WORSENING CLIMATE CHANGE is driving earlier and more dangerous bushfire seasons, with the Rural Fire Service declaring the earliest fire danger period on record across a series of local government areas in New South Wales.
Climate Councillor and ecologist Professor Lesley Hughes said the legislated Bushfire Danger Period traditionally commenced from October 1 in New South Wales, but 14 council areas had already declared the season underway due to conditions.
“Climate change is driving Australia’s escalating bushfire threat, creating longer and more dangerous bushfire seasons,” she said.
“Intensifying climate change, caused by rising greenhouse gas pollution levels, is exacerbating extreme weather events across Australia, leading to increasingly hot and dry conditions.
“Dozens of blazes burned across Queensland over the weekend, along with fires placing homes under threat across parts of regional New South Wales.”
Professor Hughes said that Australia needs to take significant action to slash its rising greenhouse gas pollution levels to contribute our share of the global effort to stabilise the climate.

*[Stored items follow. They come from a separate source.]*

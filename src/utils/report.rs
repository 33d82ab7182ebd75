use std::collections::BTreeMap;
use std::fs::File;
use std::io::{BufWriter, Write};
use std::path::Path;
use anyhow::{Context, Result};
use serde::{Deserialize, Serialize};
use crate::pipelines::workflow::{Artifact, Task};

/// JSON statistics artifact: the computed `stat` plus the task's inputs, outputs and params.
#[derive(Debug, Serialize, Deserialize)]
pub struct StatArtifact<S> {
    pub stat: S,
    pub input: BTreeMap<String, Artifact>,
    pub output: BTreeMap<String, Artifact>,
    pub param: BTreeMap<String, String>,
}

impl<S: Serialize> StatArtifact<S> {
    pub fn for_task(task: &Task, stat: S) -> Self {
        StatArtifact {
            stat,
            input: task.inputs.clone(),
            output: task.outputs.clone(),
            param: task.params.clone(),
        }
    }

    pub fn write(&self, path: &Path) -> Result<()> {
        let mut writer = BufWriter::new(
            File::create(path).with_context(|| format!("Cannot create {}", path.display()))?,
        );
        serde_json::to_writer_pretty(&mut writer, self)?;
        writeln!(writer)?;
        writer.flush()?;
        Ok(())
    }
}
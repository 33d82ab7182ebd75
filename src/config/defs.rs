use std::fmt;
use serde::{Deserialize, Serialize};
use thiserror::Error;
use crate::utils::stats::SummaryError;
use crate::pipelines::contamination::ContaminationDetected;

// External software
pub const BOWTIE_TAG: &str = "bowtie";
pub const BWA_TAG: &str = "bwa";
pub const SAMTOOLS_TAG: &str = "samtools";
pub const AWK_TAG: &str = "awk";
pub const LN_TAG: &str = "ln";

#[derive(Debug, Clone, Copy, PartialEq, Eq, Serialize, Deserialize)]
pub enum SamtoolsSubcommand {
    View,
    Fastq,
}

#[derive(Debug, Clone, Copy, PartialEq, Eq, Serialize, Deserialize)]
pub enum BwaSubcommand {
    Aln,
    Samse,
    Sampe,
}

// Per-target artifact suffixes. Downstream stages depend on these names.
pub const ALL_SAM_SUFFIX: &str = "_all.sam";
pub const ALL_SUMMARY_SUFFIX: &str = "_all.summary";
pub const AUTOSOME_SAM_SUFFIX: &str = "_autosome.sam";
pub const DOWNSAMPLE_SUFFIX: &str = "_100k.fastq";
pub const BAM_SUFFIX: &str = ".bam";

// Run-level artifacts, appended to the output prefix
pub const CONTAM_JSON_SUFFIX: &str = "_contam.json";
pub const AUTOSOME_JSON_SUFFIX: &str = "_autosome_ratio.json";
pub const MAPPING_JSON_SUFFIX: &str = "_mapping_summary.json";

// AWK filters, one per mapper
pub const BOWTIE_FILTER_SCRIPT: &str = "filter_bowtie.awk";
pub const BWA_FILTER_SCRIPT: &str = "filter_bwa.awk";


// Static Parameters

/// Reads reported with more than this many hits are suppressed. Defines "uniquely mappable".
pub const MAX_ALIGN: usize = 1;
pub const MIN_MAPQ: u8 = 1;
/// Length the first three-step pass trims reads down to.
pub const THREE_STEP_SEED_LENGTH: i64 = 28;
pub const DEFAULT_DOWNSAMPLE_READS: usize = 100_000;
pub const DEFAULT_MISMATCH: u8 = 2;


/// Sequencing layout of the run's inputs.
#[derive(Debug, Clone, Copy, PartialEq, Eq, Serialize, Deserialize)]
#[serde(rename_all = "lowercase")]
pub enum SeqType {
    Se,
    Pe,
    Bam,
    Bed,
}

impl SeqType {
    /// Number of raw files each sample must carry.
    pub fn raw_files_per_sample(&self) -> usize {
        match self {
            SeqType::Pe => 2,
            _ => 1,
        }
    }

    pub fn is_fastq(&self) -> bool {
        matches!(self, SeqType::Se | SeqType::Pe)
    }
}

impl fmt::Display for SeqType {
    fn fmt(&self, f: &mut fmt::Formatter<'_>) -> fmt::Result {
        match self {
            SeqType::Se => write!(f, "se"),
            SeqType::Pe => write!(f, "pe"),
            SeqType::Bam => write!(f, "bam"),
            SeqType::Bed => write!(f, "bed"),
        }
    }
}

#[derive(Debug, Clone, Copy, PartialEq, Eq, Serialize, Deserialize, Default)]
#[serde(rename_all = "lowercase")]
pub enum Mapper {
    #[default]
    Bowtie,
    Bwa,
}

impl Mapper {
    pub fn tag(&self) -> &'static str {
        match self {
            Mapper::Bowtie => BOWTIE_TAG,
            Mapper::Bwa => BWA_TAG,
        }
    }

    /// Autosome filter script for this mapper's SAM dialect.
    pub fn filter_script(&self) -> &'static str {
        match self {
            Mapper::Bowtie => BOWTIE_FILTER_SCRIPT,
            Mapper::Bwa => BWA_FILTER_SCRIPT,
        }
    }
}

impl fmt::Display for Mapper {
    fn fmt(&self, f: &mut fmt::Formatter<'_>) -> fmt::Result {
        write!(f, "{}", self.tag())
    }
}


#[derive(Debug, Error)]
pub enum PipelineError {
    #[error("Invalid configuration: {0}")]
    InvalidConfig(String),

    #[error("{tool} failed: {error}")]
    ToolExecution { tool: String, error: String },

    #[error("{0} not found on PATH")]
    ToolNotFound(String),

    #[error("Task {task} is missing {kind} '{name}'")]
    MissingArtifact { task: String, kind: &'static str, name: String },

    #[error("Task {task}: {path} holds no reads, ratio is undefined")]
    NoReads { task: String, path: String },

    #[error("Alignment summary {path}: {source}")]
    Summary { path: String, source: SummaryError },

    #[error(transparent)]
    Contaminated(#[from] ContaminationDetected),

    #[error("IO error: {0}")]
    IOError(String),

    #[error(transparent)]
    Other(#[from] anyhow::Error),
}

impl From<std::io::Error> for PipelineError {
    fn from(e: std::io::Error) -> Self {
        PipelineError::IOError(e.to_string())
    }
}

“If greenhouse gas pollution from fossil fuels continues to rise, we will experience an increasing number of dangerous fire weather days, placing fire services and medical professionals under pressure, and communities at risk,” she said.
Climate Councillor and internationally recognised bushfire and natural disaster expert Greg Mullins said that August 15 had seen the earliest declaration of a Total Fire Ban in New South Wales’ history, with homes lost in two of the dozens of fires burning across the state. Conditions have also been bad for Queensland and Northern Territory firefighters.
“New South Wales has had very little respite after a huge fire threatened homes in Sydney just last April,” he said.
“Over almost 50 years as a fire officer, I’ve seen firsthand how the changing climate is driving more intense and severe fire seasons, storms and floods. As we’ve seen last week, fire seasons are commencing earlier than ever before and lasting far longer.”
Mullins said periods of Severe, Extreme and even Catastrophic bushfire weather have been increasing in Southeast Australia over the past 40 years due to worsening climate change, which unfortunately has increased the odds of dangerous fires, including the events we have seen across regional New South Wales.
“This is a recognised phenomena around the world with sharing of critical assets like large water bombing aircraft restricted as the northern hemisphere tries to deal with unprecedented fire conditions in places like Greece, Sweden and California, he said.”
Mullins, a former New South Wales Fire and Rescue Commissioner and head of the peak body for Australian fire and emergency services said very high fire danger warnings had been declared for a number of local government areas across New South Wales last week, along with parts of Queensland. Fire danger reached Severe on 15 August in Sydney and the Illawarra.